Exercise instructions> Scan each line of the entries below for the word "listener" and count the ones where it appears. The answer is that number alone.

Records for this exercise>
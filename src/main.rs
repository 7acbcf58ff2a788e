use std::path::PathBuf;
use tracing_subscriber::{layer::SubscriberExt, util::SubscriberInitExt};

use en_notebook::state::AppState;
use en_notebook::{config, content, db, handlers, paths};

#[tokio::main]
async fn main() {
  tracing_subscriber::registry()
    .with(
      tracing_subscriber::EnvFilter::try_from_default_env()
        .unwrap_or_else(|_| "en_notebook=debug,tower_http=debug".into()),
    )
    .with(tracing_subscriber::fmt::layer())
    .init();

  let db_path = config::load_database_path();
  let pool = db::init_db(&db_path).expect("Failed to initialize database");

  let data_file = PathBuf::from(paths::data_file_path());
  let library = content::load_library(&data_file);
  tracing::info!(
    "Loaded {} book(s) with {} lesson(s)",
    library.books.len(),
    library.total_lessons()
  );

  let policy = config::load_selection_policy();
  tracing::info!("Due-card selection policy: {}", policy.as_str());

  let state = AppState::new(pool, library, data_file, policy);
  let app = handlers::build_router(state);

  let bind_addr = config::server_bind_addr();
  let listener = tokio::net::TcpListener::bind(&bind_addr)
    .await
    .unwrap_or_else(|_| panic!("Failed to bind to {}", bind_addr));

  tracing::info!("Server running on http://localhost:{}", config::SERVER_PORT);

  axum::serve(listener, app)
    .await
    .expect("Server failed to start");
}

Result for this task> 2